Die Blumengestecke des Bösen

Dass in der heilen Welt Tinjas (Siiri Solalinna) etwas nicht stimmt, ahnt man in „Hatching“ freilich schon von Anfang an. Viel zu breit ist das Grinsen der Influencer-Mutter (Sophia Heikkilä), die ihren Followern flötend Musterfamilienalltag verkauft – ein perfektes, unbeschwertes Leben zwischen Blumengestecken und -tapeten, in allen Beigetönen des Regenbogens. Dass die Beziehung zur Tochter gut zu sein scheint – die beiden agieren als liebevolles Team – ist eine von vielen Erzählnuancen, mit denen Bergholm und Drehbuchautor Ilja Rautsi gröbste Klischees umschiffen und die Spannung des Films durchweg aufrecht halten.

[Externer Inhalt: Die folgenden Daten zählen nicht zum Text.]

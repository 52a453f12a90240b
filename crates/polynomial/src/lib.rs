// SPDX-License-Identifier: LGPL-3.0-only
//
// This file is provided WITHOUT ANY WARRANTY;
// without even the implied warranty of MERCHANTABILITY
// or FITNESS FOR A PARTICULAR PURPOSE.

//! # Polynomial Library
//!
//! Exact univariate polynomial arithmetic with big integer coefficients, either over the
//! integers or over the residues modulo a positive integer.
//!
//! ## Features
//!
//! - Uses `num-bigint` for both coefficients and degrees.
//! - Sparse representation: only degrees that were written are stored.
//! - Explicit arithmetic context: every operation takes a [`ModulusContext`] selecting
//!   Z or Z/mZ, so there is no hidden global modulus.
//! - Long division, remainder reduction and square-and-multiply exponentiation modulo a
//!   polynomial such as `x^r - 1`.
//! - Number theoretic helpers (inverse, totient, multiplicative order, perfect powers).
//! - Serialization: optional serde support, exercised with bincode.
//!
//! ## Example
//!
//! ```
//! use num_bigint::BigInt;
//! use polylib_polynomial::{ModulusContext, Polynomial};
//!
//! let ctx = ModulusContext::with_modulus(7).unwrap();
//! let p = Polynomial::parse("x + 1", &ctx).unwrap();
//! let m = Polynomial::cyclic_modulus(5, &ctx);
//! let q = p.pow(&BigInt::from(7), Some(&m), &ctx).unwrap();
//! assert_eq!(q.to_string(), "x^2 + 1");
//! ```

pub mod context;
pub mod division;
pub mod errors;
pub mod format;
pub mod monomial;
pub mod parse;
pub mod polynomial;
pub mod power;
pub mod utils;

pub use context::ModulusContext;
pub use errors::{ErrorKind, PolynomialError, PolynomialResult};
pub use format::{SymbolFormat, WithSymbol, DEFAULT_SYMBOL};
pub use monomial::Monomial;
pub use polynomial::Polynomial;
pub use utils::*;
// SPDX-License-Identifier: LGPL-3.0-only
//
// This file is provided WITHOUT ANY WARRANTY;
// without even the implied warranty of MERCHANTABILITY
// or FITNESS FOR A PARTICULAR PURPOSE.

use polylib_polynomial::PolynomialError;
use thiserror::Error;

/// Errors raised while running the primality test.
#[derive(Debug, Error)]
pub enum AksError {
    /// Arithmetic failure in one of the steps
    #[error(transparent)]
    Arithmetic(#[from] PolynomialError),

    /// The worker pool could not be created
    #[error("Failed to build thread pool: {0}")]
    ThreadPool(#[from] rayon::ThreadPoolBuildError),

    /// A value that must fit a machine word does not
    #[error("Value out of range: {message}")]
    OutOfRange { message: String },
}

pub type AksResult<T> = Result<T, AksError>;
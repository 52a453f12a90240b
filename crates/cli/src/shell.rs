// SPDX-License-Identifier: LGPL-3.0-only
//
// This file is provided WITHOUT ANY WARRANTY;
// without even the implied warranty of MERCHANTABILITY
// or FITNESS FOR A PARTICULAR PURPOSE.

use crate::commands::Settings;
use anyhow::{bail, Context, Result};
use num_bigint::{BigInt, BigUint};
use polylib_polynomial::ModulusContext;
use std::io::{BufRead, Write};
use tracing::debug;

const MANUAL: &str = "\
~~Arguments in <angle brackets> are required. Arguments in [square brackets] are optional~~
Expanding polynomials to some power: expand, <polynomial>, <nonnegative integer>, [polynomial mod]
Apply polynomial modulus to polynomial: polymod, <polynomial>, <polynomial mod>
Setting the modulus: mod, <integer greater than 1>
Removing the modulus: remove mod
Testing primality: aks <integer>
Exiting: exit
Exiting: end
View examples of various commands: examples
Recall the list of commands: commands";

const EXAMPLES: [&str; 5] = [
    "expand, x + 1, 5",
    "expand, x + 1, 11, x^4 - 1",
    "polymod, 5x^9 + 3x^8 + 7x^3, x^2 - 1",
    "mod, 17",
    "aks 61",
];

#[derive(Debug, Clone, PartialEq, Eq)]
pub enum Reply {
    Output(String),
    Exit,
}

/// An interactive session. The session owns its arithmetic context; `mod` and
/// `remove mod` replace it for the commands that follow.
#[derive(Debug, Clone)]
pub struct Session {
    settings: Settings,
}

impl Session {
    pub fn new(settings: Settings) -> Self {
        Self { settings }
    }

    #[cfg(test)]
    pub fn settings(&self) -> &Settings {
        &self.settings
    }

    /// Evaluates one line of input.
    pub fn handle(&mut self, line: &str) -> Result<Reply> {
        let line = line.trim().to_lowercase();
        debug!(%line, "shell command");

        match line.as_str() {
            "" => return Ok(Reply::Output(String::new())),
            "exit" | "end" => return Ok(Reply::Exit),
            "commands" => return Ok(Reply::Output(MANUAL.to_string())),
            "examples" => return self.examples().map(Reply::Output),
            "remove mod" => {
                self.set_context(ModulusContext::integers());
                return Ok(Reply::Output("Modulus removed".to_string()));
            }
            _ => {}
        }

        let output = if let Some(rest) = line.strip_prefix("polymod") {
            match arguments(rest).as_slice() {
                [poly, modulus] => self.settings.polymod(poly, modulus)?,
                _ => bail!("Usage: polymod, <polynomial>, <polynomial mod>"),
            }
        } else if let Some(rest) = line.strip_prefix("expand") {
            match arguments(rest).as_slice() {
                [poly, exponent] => self.settings.expand(poly, exponent, None)?,
                [poly, exponent, modulus] => self.settings.expand(poly, exponent, Some(*modulus))?,
                _ => bail!("Usage: expand, <polynomial>, <nonnegative integer>, [polynomial mod]"),
            }
        } else if let Some(rest) = line.strip_prefix("mod") {
            let value = rest.replace(',', " ");
            let modulus: BigInt = value
                .trim()
                .parse()
                .context("Usage: mod <n>, where n is an integer greater than 1")?;
            if modulus <= BigInt::from(1) {
                bail!("Modulus must be greater than 1.");
            }
            self.set_context(ModulusContext::with_modulus(modulus.clone())?);
            format!("Modulus set to {modulus}")
        } else if let Some(rest) = line.strip_prefix("aks") {
            let n: BigUint = rest
                .replace(',', " ")
                .trim()
                .parse()
                .context("Usage: aks <n>, where n is a nonnegative integer")?;
            self.settings.aks(&n)?
        } else {
            bail!("Unknown command '{line}'. Type 'commands' to list the commands.");
        };

        Ok(Reply::Output(output))
    }

    /// Runs the session until `exit`, `end` or the end of `input`.
    pub fn run(&mut self, input: impl BufRead, mut output: impl Write) -> Result<()> {
        writeln!(output, "Start of session. Type 'exit' or 'end' to end session.")?;
        writeln!(output, "Commands:\n{MANUAL}")?;
        write!(output, ">> ")?;
        output.flush()?;

        for line in input.lines() {
            match self.handle(&line?) {
                Ok(Reply::Exit) => return Ok(()),
                Ok(Reply::Output(text)) if text.is_empty() => {}
                Ok(Reply::Output(text)) => writeln!(output, "{text}")?,
                Err(err) => writeln!(output, "Error: {err:#}")?,
            }
            write!(output, ">> ")?;
            output.flush()?;
        }

        writeln!(output)?;
        Ok(())
    }

    /// Keeps the sign and safety options of the current context.
    fn set_context(&mut self, ctx: ModulusContext) {
        let current = &self.settings.ctx;
        self.settings.ctx = ctx
            .ignore_sign(current.ignores_sign())
            .safety_checks(current.has_safety_checks());
    }

    /// Evaluates each example on a copy of this session.
    fn examples(&self) -> Result<String> {
        let mut text = String::new();
        for example in EXAMPLES {
            let result = match self.clone().handle(example)? {
                Reply::Output(result) => result,
                Reply::Exit => String::new(),
            };
            text.push_str(&format!("{example}\n{result}\n\n"));
        }
        Ok(text.trim_end().to_string())
    }
}

/// Splits `, a, b, c` into trimmed, non-empty arguments.
fn arguments(rest: &str) -> Vec<&str> {
    rest.split(',')
        .map(str::trim)
        .filter(|arg| !arg.is_empty())
        .collect()
}
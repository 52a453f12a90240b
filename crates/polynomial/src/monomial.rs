// SPDX-License-Identifier: LGPL-3.0-only
//
// This file is provided WITHOUT ANY WARRANTY;
// without even the implied warranty of MERCHANTABILITY
// or FITNESS FOR A PARTICULAR PURPOSE.

//! Single terms `c·x^d`.

use crate::context::ModulusContext;
use crate::errors::PolynomialResult;
use crate::format::{write_magnitude, SymbolFormat, DEFAULT_SYMBOL};
use num_bigint::BigInt;
use num_traits::{Signed, Zero};
use std::fmt;

#[cfg(feature = "serde")]
use serde::{Deserialize, Serialize};

/// A term `coefficient · x^degree`.
///
/// The coefficient is reduced under the context passed at construction. The degree
/// may be negative as an intermediate artifact of division.
#[derive(Clone, Debug, PartialEq, Eq, Hash)]
#[cfg_attr(feature = "serde", derive(Serialize, Deserialize))]
pub struct Monomial {
    coefficient: BigInt,
    degree: BigInt,
}

impl Monomial {
    /// Creates a monomial, reducing the coefficient under `ctx`.
    pub fn new(
        coefficient: impl Into<BigInt>,
        degree: impl Into<BigInt>,
        ctx: &ModulusContext,
    ) -> Self {
        Self {
            coefficient: ctx.reduce(&coefficient.into()),
            degree: degree.into(),
        }
    }

    /// A degree zero monomial.
    pub fn constant(coefficient: impl Into<BigInt>, ctx: &ModulusContext) -> Self {
        Self::new(coefficient, BigInt::zero(), ctx)
    }

    /// The zero term at degree zero.
    pub fn zero() -> Self {
        Self {
            coefficient: BigInt::zero(),
            degree: BigInt::zero(),
        }
    }

    /// Builds a monomial from values that are already reduced.
    pub(crate) fn from_parts(coefficient: BigInt, degree: BigInt) -> Self {
        Self {
            coefficient,
            degree,
        }
    }

    pub fn coefficient(&self) -> &BigInt {
        &self.coefficient
    }

    pub fn degree(&self) -> &BigInt {
        &self.degree
    }

    pub fn is_zero(&self) -> bool {
        self.coefficient.is_zero()
    }

    pub fn is_negative(&self) -> bool {
        self.coefficient.is_negative()
    }

    pub fn is_constant(&self) -> bool {
        self.degree.is_zero()
    }

    /// Coefficient product, degree sum.
    pub fn mul(&self, other: &Self, ctx: &ModulusContext) -> Self {
        Self::new(
            &self.coefficient * &other.coefficient,
            &self.degree + &other.degree,
            ctx,
        )
    }

    /// Coefficient quotient under `ctx`, degree difference.
    ///
    /// # Errors
    ///
    /// `Domain` if the integer division is inexact, `BadModulus` if `other`'s
    /// coefficient is not invertible modulo the active modulus.
    pub fn div(&self, other: &Self, ctx: &ModulusContext) -> PolynomialResult<Self> {
        let coefficient = ctx.divide_exact(&self.coefficient, &other.coefficient)?;
        Ok(Self::new(coefficient, &self.degree - &other.degree, ctx))
    }

    pub fn neg(&self, ctx: &ModulusContext) -> Self {
        Self::new(-&self.coefficient, self.degree.clone(), ctx)
    }

    /// The same term with the coefficient's absolute value.
    pub fn abs(&self) -> Self {
        Self::from_parts(self.coefficient.abs(), self.degree.clone())
    }
}

impl SymbolFormat for Monomial {
    fn fmt_symbol(&self, f: &mut fmt::Formatter<'_>, symbol: char) -> fmt::Result {
        if self.is_zero() {
            return write!(f, "0");
        }
        if self.is_negative() {
            write!(f, "-")?;
        }
        write_magnitude(f, &self.coefficient.abs(), &self.degree, symbol)
    }
}

impl fmt::Display for Monomial {
    fn fmt(&self, f: &mut fmt::Formatter<'_>) -> fmt::Result {
        self.fmt_symbol(f, DEFAULT_SYMBOL)
    }
}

Dennoch dauert es nicht lang, bis sich das Zwangsidyll ein Ei legt: Tinja, die von ihrer Mama beiläufig zur Profigymnastin gedrillt wird, findet es im nebligen Wald nebenan. Der rosa Plüschteddy dient als heimlicher Brutkasten. Was dann schlüpft, hat viele schleimige Federn, einen hungrigen Schnabel – und steht unzweifelhaft für die unterdrückten Freiheitsbegierden des Töchterchens. In der Manier eines modernen Kunstmärchens wächst sich die monströse Metapher immer weiter aus – mit Unterstützung von Animatroniker Gustav Hoegen und Make-up-Künstler Conor O'Sullivan. Sie führt zum Niedergang der Wohlfühl-Diktatur – und wirft uns schließlich einen stolzen, selbstbewussten Blick entgegen.